Problem statement => What you return should be the lines from the first line of the records below through the line holding "or the placeholder.", unchanged.

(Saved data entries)
Content starts

use crate::document::Document;
use crate::section::Section;

/// One section as a renderer sees it.
#[derive(Debug, Clone, PartialEq, serde::Serialize, serde::Deserialize, specta::Type)]
#[serde(rename_all = "camelCase")]
pub struct SectionFrame {
    pub idx: usize,
    /// Display text: the edited text, or the placeholder.
    pub text: String,
    pub edited: bool,
    pub completion_options: Vec<String>,
    pub start_time: f64,
    pub end_time: f64,
    pub start_paragraph: bool,
    pub end_paragraph: bool,
}

#[derive(Debug, Clone, Default, PartialEq, serde::Serialize, serde::Deserialize, specta::Type)]
pub struct ParagraphFrame {
    pub sections: Vec<SectionFrame>,
}

/// Complete snapshot of the document at a point in time.
///
/// This is the rendering contract: everything a UI layer needs to draw the
/// transcript, whether that is the CLI, the web frontend or a test
/// assertion. Produced by [`crate::Editor::frame`].
#[derive(Debug, Clone, Default, PartialEq, serde::Serialize, serde::Deserialize, specta::Type)]
pub struct DocumentFrame {
    pub paragraphs: Vec<ParagraphFrame>,
}

impl From<&Section> for SectionFrame {
    fn from(section: &Section) -> Self {
        Self {
            idx: section.idx,
            text: section.display_text().to_string(),
            edited: section.edited,
            completion_options: section.completion_options.clone(),
            start_time: section.start_time,
            end_time: section.end_time,
            start_paragraph: section.start_paragraph,
            end_paragraph: section.end_paragraph,
        }
    }
}

impl From<&Document> for DocumentFrame {
    fn from(document: &Document) -> Self {
        let paragraphs = document
            .paragraphs()
            .iter()
            .map(|paragraph| ParagraphFrame {
                sections: paragraph
                    .sections()
                    .iter()
                    .filter_map(|idx| document.section(*idx))
                    .map(SectionFrame::from)
                    .collect(),
            })
            .collect();

        Self { paragraphs }
    }
}

impl DocumentFrame {
    pub fn sections(&self) -> impl Iterator<Item = &SectionFrame> {
        self.paragraphs.iter().flat_map(|p| p.sections.iter())
    }

    /// Section texts joined by spaces, paragraphs separated by a blank line.
    /// Emptied sections leave no gap.
    pub fn plain_text(&self) -> String {
        self.paragraph_texts().join("\n\n")
    }

    /// Like [`DocumentFrame::plain_text`], with each paragraph greedily
    /// wrapped at `width` columns. Words longer than `width` get a line of
    /// their own.
    pub fn wrapped(&self, width: usize) -> String {
        self.paragraph_texts()
            .iter()
            .map(|text| wrap(text, width))
            .collect::<Vec<_>>()
            .join("\n\n")
    }

    fn paragraph_texts(&self) -> Vec<String> {
        self.paragraphs
            .iter()
            .map(|p| {
                p.sections
                    .iter()
                    .map(|s| s.text.trim())
                    .filter(|t| !t.is_empty())
                    .collect::<Vec<_>>()
                    .join(" ")
            })
            .collect()
    }
}

fn wrap(text: &str, width: usize) -> String {
    let mut lines: Vec<String> = Vec::new();
    let mut line = String::new();

    for word in text.split_whitespace() {
        let needed = if line.is_empty() {
            word.chars().count()
        } else {
            line.chars().count() + 1 + word.chars().count()
        };

        if needed > width && !line.is_empty() {
            lines.push(std::mem::take(&mut line));
        }
        if !line.is_empty() {
            line.push(' ');
        }
        line.push_str(word);
    }

    if !line.is_empty() {
        lines.push(line);
    }
    lines.join("\n")
}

Content ends

Result for this exercise =>
use crate::document::Document;
use crate::section::Section;

/// One section as a renderer sees it.
#[derive(Debug, Clone, PartialEq, serde::Serialize, serde::Deserialize, specta::Type)]
#[serde(rename_all = "camelCase")]
pub struct SectionFrame {
    pub idx: usize,
    /// Display text: the edited text, or the placeholder.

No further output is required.